AIM OF THE TASK →
The expected output is the complete data, reproduced exactly.

RECORDED INFORMATION →
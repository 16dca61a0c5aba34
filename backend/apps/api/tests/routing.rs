//! Assembled application routing

use std::path::Path;
use std::sync::Arc;

use api::settings::Settings;
use api::{account_mailer, build_app, cors_layer};
use axum::Router;
use axum::body::{Body, to_bytes};
use axum::http::{Method, Request, StatusCode, header};
use platform::mail::MemoryTransport;
use serde_json::{Value, json};
use tower::ServiceExt;
use users::{InMemoryUserRepository, UsersAppState, UsersConfig};

fn app() -> (Router, MemoryTransport) {
    let settings = Settings::default();
    let config = Arc::new(UsersConfig {
        allowed_hosts: vec!["accounts.example.com".to_string()],
        ..UsersConfig::development()
    });
    let transport = MemoryTransport::new();
    let mailer = account_mailer(
        &settings,
        Path::new("/nonexistent"),
        transport.clone(),
        config.clone(),
    );
    let state = UsersAppState::new(InMemoryUserRepository::new(), mailer, config);

    (build_app(state, cors_layer(&settings.cors)), transport)
}

async fn post(app: Router, uri: &str, body: Value) -> (StatusCode, Value) {
    let request = Request::builder()
        .method(Method::POST)
        .uri(uri)
        .header(header::HOST, "accounts.example.com")
        .header(header::CONTENT_TYPE, "application/json")
        .body(Body::from(body.to_string()))
        .unwrap();

    let response = app.oneshot(request).await.unwrap();
    let status = response.status();
    let bytes = to_bytes(response.into_body(), usize::MAX).await.unwrap();
    let value = if bytes.is_empty() {
        Value::Null
    } else {
        serde_json::from_slice(&bytes).unwrap()
    };
    (status, value)
}

#[tokio::test]
async fn test_health() {
    let (app, _) = app();

    let response = app
        .oneshot(Request::get("/health").body(Body::empty()).unwrap())
        .await
        .unwrap();

    assert_eq!(response.status(), StatusCode::OK);
}

#[tokio::test]
async fn test_register_then_login_through_custom_route() {
    let (app, transport) = app();

    let (status, body) = post(
        app.clone(),
        "/auth/users/",
        json!({ "email": "new@user.com", "password": "Sturdy#Lamp42" }),
    )
    .await;
    assert_eq!(status, StatusCode::CREATED);
    assert_eq!(body["email"], "new@user.com");
    assert_eq!(transport.outbox().len(), 1);

    let (status, body) = post(
        app,
        "/auth/jwt/create/",
        json!({ "email": "new@user.com", "password": "Sturdy#Lamp42" }),
    )
    .await;
    assert_eq!(status, StatusCode::FORBIDDEN);
    assert_eq!(
        body["detail"],
        "Your account is not verified. A verification email has been sent to your inbox."
    );

    let outbox = transport.outbox();
    assert_eq!(outbox.len(), 2);
    assert_eq!(outbox[1].to, vec!["new@user.com".to_string()]);
    assert!(outbox[1].text_body.contains("http://accounts.example.com/#/activate/"));
}

#[tokio::test]
async fn test_error_body_is_problem_json() {
    let (app, _) = app();

    let (status, body) = post(
        app,
        "/auth/jwt/create/",
        json!({ "email": "nobody@user.com", "password": "whatever" }),
    )
    .await;

    assert_eq!(status, StatusCode::UNAUTHORIZED);
    assert_eq!(body["status"], 401);
    assert_eq!(
        body["detail"],
        "No active account found with the given credentials"
    );
    assert!(body["title"].is_string());
}

#[tokio::test]
async fn test_malformed_json_is_bad_request() {
    let (app, _) = app();

    let request = Request::builder()
        .method(Method::POST)
        .uri("/auth/jwt/create/")
        .header(header::CONTENT_TYPE, "application/json")
        .body(Body::from("{not json"))
        .unwrap();
    let response = app.oneshot(request).await.unwrap();

    assert_eq!(response.status(), StatusCode::BAD_REQUEST);
}

#[tokio::test]
async fn test_cors_preflight_allows_configured_origin() {
    let (app, _) = app();

    let request = Request::builder()
        .method(Method::OPTIONS)
        .uri("/auth/jwt/create/")
        .header(header::ORIGIN, "http://localhost:3000")
        .header(header::ACCESS_CONTROL_REQUEST_METHOD, "POST")
        .body(Body::empty())
        .unwrap();
    let response = app.oneshot(request).await.unwrap();

    assert_eq!(
        response
            .headers()
            .get(header::ACCESS_CONTROL_ALLOW_ORIGIN)
            .and_then(|v| v.to_str().ok()),
        Some("http://localhost:3000")
    );
}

ANSWER TO THIS TASK →
repository 16dca61a0c5aba34
filename backend/apps/api/tests/routing.rs
//! Assembled application routing

use std::path::Path;
use std::sync::Arc;

use api::settings::Settings;
use api::{account_mailer, build_app, cors_layer};
use axum::Router;
use axum::body::{Body, to_bytes};
use axum::http::{Method, Request, StatusCode, header};
use platform::mail::MemoryTransport;
use serde_json::{Value, json};
use tower::ServiceExt;
use users::{InMemoryUserRepository, UsersAppState, UsersConfig};

fn app() -> (Router, MemoryTransport) {
    let settings = Settings::default();
    let config = Arc::new(UsersConfig {
        allowed_hosts: vec!["accounts.example.com".to_string()],
        ..UsersConfig::development()
    });
    let transport = MemoryTransport::new();
    let mailer = account_mailer(
        &settings,
        Path::new("/nonexistent"),
        transport.clone(),
        config.clone(),
    );
    let state = UsersAppState::new(InMemoryUserRepository::new(), mailer, config);

    (build_app(state, cors_layer(&settings.cors)), transport)
}

async fn post(app: Router, uri: &str, body: Value) -> (StatusCode, Value) {
    let request = Request::builder()
        .method(Method::POST)
        .uri(uri)
        .header(header::HOST, "accounts.example.com")
        .header(header::CONTENT_TYPE, "application/json")
        .body(Body::from(body.to_string()))
        .unwrap();

    let response = app.oneshot(request).await.unwrap();
    let status = response.status();
    let bytes = to_bytes(response.into_body(), usize::MAX).await.unwrap();
    let value = if bytes.is_empty() {
        Value::Null
    } else {
        serde_json::from_slice(&bytes).unwrap()
    };
    (status, value)
}

#[tokio::test]
async fn test_health() {
    let (app, _) = app();

    let response = app
        .oneshot(Request::get("/health").body(Body::empty()).unwrap())
        .await
        .unwrap();

    assert_eq!(response.status(), StatusCode::OK);
}

#[tokio::test]
async fn test_register_then_login_through_custom_route() {
    let (app, transport) = app();

    let (status, body) = post(
        app.clone(),
        "/auth/users/",
        json!({ "email": "new@user.com", "password": "Sturdy#Lamp42" }),
    )
    .await;
    assert_eq!(status, StatusCode::CREATED);
    assert_eq!(body["email"], "new@user.com");
    assert_eq!(transport.outbox().len(), 1);

    let (status, body) = post(
        app,
        "/auth/jwt/create/",
        json!({ "email": "new@user.com", "password": "Sturdy#Lamp42" }),
    )
    .await;
    assert_eq!(status, StatusCode::FORBIDDEN);
    assert_eq!(
        body["detail"],
        "Your account is not verified. A verification email has been sent to your inbox."
    );

    let outbox = transport.outbox();
    assert_eq!(outbox.len(), 2);
    assert_eq!(outbox[1].to, vec!["new@user.com".to_string()]);
    assert!(outbox[1].text_body.contains("http://accounts.example.com/#/activate/"));
}

#[tokio::test]
async fn test_error_body_is_problem_json() {
    let (app, _) = app();

    let (status, body) = post(
        app,
        "/auth/jwt/create/",
        json!({ "email": "nobody@user.com", "password": "whatever" }),
    )
    .await;

    assert_eq!(status, StatusCode::UNAUTHORIZED);
    assert_eq!(body["status"], 401);
    assert_eq!(
        body["detail"],
        "No active account found with the given credentials"
    );
    assert!(body["title"].is_string());
}

#[tokio::test]
async fn test_malformed_json_is_bad_request() {
    let (app, _) = app();

    let request = Request::builder()
        .method(Method::POST)
        .uri("/auth/jwt/create/")
        .header(header::CONTENT_TYPE, "application/json")
        .body(Body::from("{not json"))
        .unwrap();
    let response = app.oneshot(request).await.unwrap();

    assert_eq!(response.status(), StatusCode::BAD_REQUEST);
}

#[tokio::test]
async fn test_cors_preflight_allows_configured_origin() {
    let (app, _) = app();

    let request = Request::builder()
        .method(Method::OPTIONS)
        .uri("/auth/jwt/create/")
        .header(header::ORIGIN, "http://localhost:3000")
        .header(header::ACCESS_CONTROL_REQUEST_METHOD, "POST")
        .body(Body::empty())
        .unwrap();
    let response = app.oneshot(request).await.unwrap();

    assert_eq!(
        response
            .headers()
            .get(header::ACCESS_CONTROL_ALLOW_ORIGIN)
            .and_then(|v| v.to_str().ok()),
        Some("http://localhost:3000")
    );
}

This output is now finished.